Гилевы уже снарядились в церковь. Старый Мирон был трезв и хоть чувствовал себя худо, все же грозно глядел здоровым глазом на семейство. Алексей Миронович расчесал волосы на пробор, надел зимний картуз с наушниками, тулуп на новую косоворотку, притопнул валяными сапогами-кярами, пошел в сенцы. Яша заторопился за ним, на ходу застегивая свой тулупчик и шепнув Косте: «Может, все обойдется». Катерина и Наталья Яковлевна в зеленых с отливом платках, разукрашенных павлиньими синими глазками, добытых из сундука ради праздника, заперли дверь на висячий замок.
Народу к церкви стекалось видимо-невидимо, все по-семейному; здоровались степенно, внушительно, зная цену друг другу.

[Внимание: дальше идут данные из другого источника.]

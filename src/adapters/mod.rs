// Adapters layer: concrete implementations of the domain ports for external systems.

pub mod http;
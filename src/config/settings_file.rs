use crate::domain::model::Settings;
use crate::utils::error::{ProvisionError, Result};
use regex::Regex;
use std::path::Path;
use std::sync::OnceLock;

/// Loads collection settings from a TOML file, or JSON when the extension is `.json`.
pub fn load_settings<P: AsRef<Path>>(path: P) -> Result<Settings> {
    let path = path.as_ref();
    let content = std::fs::read_to_string(path)?;

    let is_json = path
        .extension()
        .and_then(|ext| ext.to_str())
        .is_some_and(|ext| ext.eq_ignore_ascii_case("json"));

    tracing::debug!("Loading collection settings from {}", path.display());

    if is_json {
        settings_from_json_str(&content)
    } else {
        settings_from_toml_str(&content)
    }
}

pub fn settings_from_toml_str(content: &str) -> Result<Settings> {
    let processed = substitute_env_vars(content);
    toml::from_str(&processed).map_err(|e| ProvisionError::SettingsParse {
        message: format!("TOML parsing error: {}", e),
    })
}

pub fn settings_from_json_str(content: &str) -> Result<Settings> {
    let processed = substitute_env_vars(content);
    serde_json::from_str(&processed).map_err(|e| ProvisionError::SettingsParse {
        message: format!("JSON parsing error: {}", e),
    })
}

/// Replaces `${VAR}` with the variable's value; unknown variables are left as written.
fn substitute_env_vars(content: &str) -> String {
    static RE: OnceLock<Regex> = OnceLock::new();
    let re = RE.get_or_init(|| Regex::new(r"\$\{([^}]+)\}").expect("static regex is valid"));

    re.replace_all(content, |caps: &regex::Captures| {
        let var_name = &caps[1];
        std::env::var(var_name).unwrap_or_else(|_| format!("${{{}}}", var_name))
    })
    .to_string()
}

#[cfg(test)]
mod tests {
    use super::*;
    use crate::core::collection_options::transform;
    use crate::domain::model::ParamValue;
    use std::io::Write;
    use tempfile::NamedTempFile;

    #[test]
    fn test_parse_toml_settings() {
        let settings = settings_from_toml_str(
            r#"
num_shards = 1
replication_factor = 2
router_name = ""

[collection]
config_name = "tenant_template"
"#,
        )
        .unwrap();

        let params = transform(&settings);
        assert_eq!(params.get("numShards"), Some(&ParamValue::Integer(1)));
        assert_eq!(
            params.get("collection.configName"),
            Some(&ParamValue::from("tenant_template"))
        );
        assert!(!params.contains_key("routerName"));
    }

    #[test]
    fn test_toml_rejects_double_nesting() {
        let result = settings_from_toml_str(
            r#"
[collection.config]
name = "x"
"#,
        );
        assert!(matches!(result, Err(ProvisionError::SettingsParse { .. })));
    }

    #[test]
    fn test_env_var_substitution() {
        std::env::set_var("COLLECTION_PROVISIONER_TEST_CONFIGSET", "hyku");

        let settings = settings_from_toml_str(
            r#"
[collection]
config_name = "${COLLECTION_PROVISIONER_TEST_CONFIGSET}"
unknown = "${COLLECTION_PROVISIONER_TEST_UNSET}"
"#,
        )
        .unwrap();

        let params = transform(&settings);
        assert_eq!(params.get("collection.configName"), Some(&ParamValue::from("hyku")));
        assert_eq!(
            params.get("collection.unknown"),
            Some(&ParamValue::from("${COLLECTION_PROVISIONER_TEST_UNSET}"))
        );

        std::env::remove_var("COLLECTION_PROVISIONER_TEST_CONFIGSET");
    }

    #[test]
    fn test_load_json_file() {
        let mut temp_file = NamedTempFile::with_suffix(".json").unwrap();
        temp_file
            .write_all(br#"{"replication_factor": 3, "empty_value": null}"#)
            .unwrap();

        let settings = load_settings(temp_file.path()).unwrap();
        let params = transform(&settings);
        assert_eq!(params.len(), 1);
        assert_eq!(params.get("replicationFactor"), Some(&ParamValue::Integer(3)));
    }

    #[test]
    fn test_load_toml_file() {
        let mut temp_file = NamedTempFile::new().unwrap();
        temp_file.write_all(b"max_shards_per_node = 4\n").unwrap();

        let settings = load_settings(temp_file.path()).unwrap();
        assert_eq!(settings.len(), 1);
    }

    #[test]
    fn test_missing_file_is_io_error() {
        let result = load_settings("/nonexistent/collection-settings.toml");
        assert!(matches!(result, Err(ProvisionError::Io(_))));
    }
}
use anyhow::Context;
use clap::Parser;
use collection_provisioner::config::settings_file::load_settings;
use collection_provisioner::config::{Command, LogFormat};
use collection_provisioner::core::naming::parameterize;
use collection_provisioner::utils::error::ErrorSeverity;
use collection_provisioner::utils::logger;
use collection_provisioner::{
    Account, CliConfig, CollectionProvisioner, ProvisionError, Settings, SolrAdminClient,
    SolrConfig,
};
use std::path::Path;

#[tokio::main]
async fn main() {
    let config = CliConfig::parse();

    match config.log_format {
        LogFormat::Compact => logger::init_cli_logger(config.verbose),
        LogFormat::Json => logger::init_json_logger(config.verbose),
    }

    if let Err(e) = run(config).await {
        match e.downcast_ref::<ProvisionError>() {
            Some(err) => {
                tracing::error!(
                    "❌ Provisioning failed: {} (Severity: {:?}, retryable: {})",
                    e,
                    err.severity(),
                    err.is_retryable()
                );
                tracing::error!("💡 Recovery suggestion: {}", err.recovery_suggestion());
                eprintln!("❌ {}", err.user_friendly_message());
                eprintln!("💡 {}", err.recovery_suggestion());

                let exit_code = match err.severity() {
                    ErrorSeverity::Config => 1,
                    ErrorSeverity::Remote => 2,
                    ErrorSeverity::Internal => 3,
                };
                std::process::exit(exit_code);
            }
            None => {
                tracing::error!("❌ {:#}", e);
                eprintln!("❌ {:#}", e);
                std::process::exit(3);
            }
        }
    }
}

async fn run(config: CliConfig) -> anyhow::Result<()> {
    let solr = SolrConfig::from_env()?;
    tracing::debug!("Solr base URL: {}", solr.redacted());

    match config.command {
        Command::Account { tenant, settings } => {
            let settings = read_settings(settings.as_deref())?;
            let provisioner = CollectionProvisioner::new(SolrAdminClient::new(&solr)?, &solr);

            let mut account = Account::new(tenant, settings);
            let endpoint = provisioner.provision_for_account(&mut account).await?;

            println!("{}", serde_json::to_string_pretty(&endpoint)?);
        }
        Command::Named { name, settings } => {
            let settings = read_settings(settings.as_deref())?;
            let provisioner = CollectionProvisioner::new(SolrAdminClient::new(&solr)?, &solr);

            let outcome = provisioner.provision_named(&name, &settings).await?;
            tracing::info!("✅ Collection {}: {:?}", name, outcome);
        }
        Command::Url { tenant } => {
            let name = parameterize(&tenant)?;
            let url = solr.collection_url(&name)?;

            println!("{}\t{}", name, url);
        }
    }

    Ok(())
}

fn read_settings(path: Option<&Path>) -> anyhow::Result<Settings> {
    match path {
        Some(path) => load_settings(path)
            .with_context(|| format!("reading collection settings from {}", path.display())),
        None => Ok(Settings::default()),
    }
}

А старому Мирону даже кланялись, и оттого ожил он, повеселел, словно хватил добрую чарку.
Пришлые от Вышки, из улиц двигались особняком, кое-как одетые, большинство едва прикрыв лохмотья. Два потока, враждебных взаимно: огненных дел мастера первой и второй руки, плавильщики, надежда и опора капитана Воронцова, и — пришлые, всякие токаря, слесаря, возчики, которым и дела-то стоящего не нашлось.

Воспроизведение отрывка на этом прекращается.